> **What you have to do**
Each time a line of the listing holds "installer", copy that line.
Start of Block
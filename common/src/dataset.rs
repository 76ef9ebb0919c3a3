#[derive(Debug, Clone, PartialEq)]
pub struct Dataset {
    pub label: String,
    pub path: String,
    pub default: bool,
}
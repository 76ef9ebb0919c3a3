mod launch;

extern crate common;

#[macro_use]
extern crate log;

use std::io;
use std::path::Path;
use std::process::exit;
use common::args::*;
use common::config::*;
use common::prefs;

fn bootstrap(dir: &Path) -> io::Result<()> {
    prefs::ensure_preference_file(dir)?;
    for binary in &["slotinsight", "slotinsightd", "slotinsightc"] {
        prefs::ensure_log_config(dir, binary)?;
    }
    Ok(())
}

fn main() {
    let config_dir = prefs::config_dir();

    // Logging is not up yet, failures here can only go to stderr
    if let Err(e) = bootstrap(&config_dir) {
        eprintln!("slotinsight: cannot prepare {}: {}", config_dir.display(), e);
        exit(1);
    }

    log4rs::init_file(config_dir.join("slotinsight-log4rs.yaml"),
          Default::default()).unwrap();

    let args = process_args("slotinsight", &slotinsight_usage("slotinsight"));

    // The original launch scripts ran without any configuration, so a
    // missing rc file falls back to the built-in defaults
    let conf = if Path::new(&args.flag_slotinsightrc).exists() {
        read_config(&args.flag_slotinsightrc)
    } else {
        Configuration::defaults()
    };

    if conf.installer.is_empty() {
        info!("dependency installation disabled by configuration");
    } else if let Err(message) =
            launch::install_dependencies(&conf.installer, &conf.manifest) {
        error!("{}", message);
        eprintln!("slotinsight: {}", message);
        exit(1);
    }

    info!("dependencies are in place, starting the server");
    println!("slotinsight launcher: starting the server...");

    match launch::run_server(conf.server.as_ref().map(|s| s.as_str()),
                             &args.flag_slotinsightrc) {
        Ok(code) => {
            info!("server exited with code {}", code);
            exit(code);
        },
        Err(message) => {
            error!("{}", message);
            eprintln!("slotinsight: {}", message);
            exit(1);
        },
    }
}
End of Block
> **Output for this task**
    if conf.installer.is_empty() {
            launch::install_dependencies(&conf.installer, &conf.manifest) {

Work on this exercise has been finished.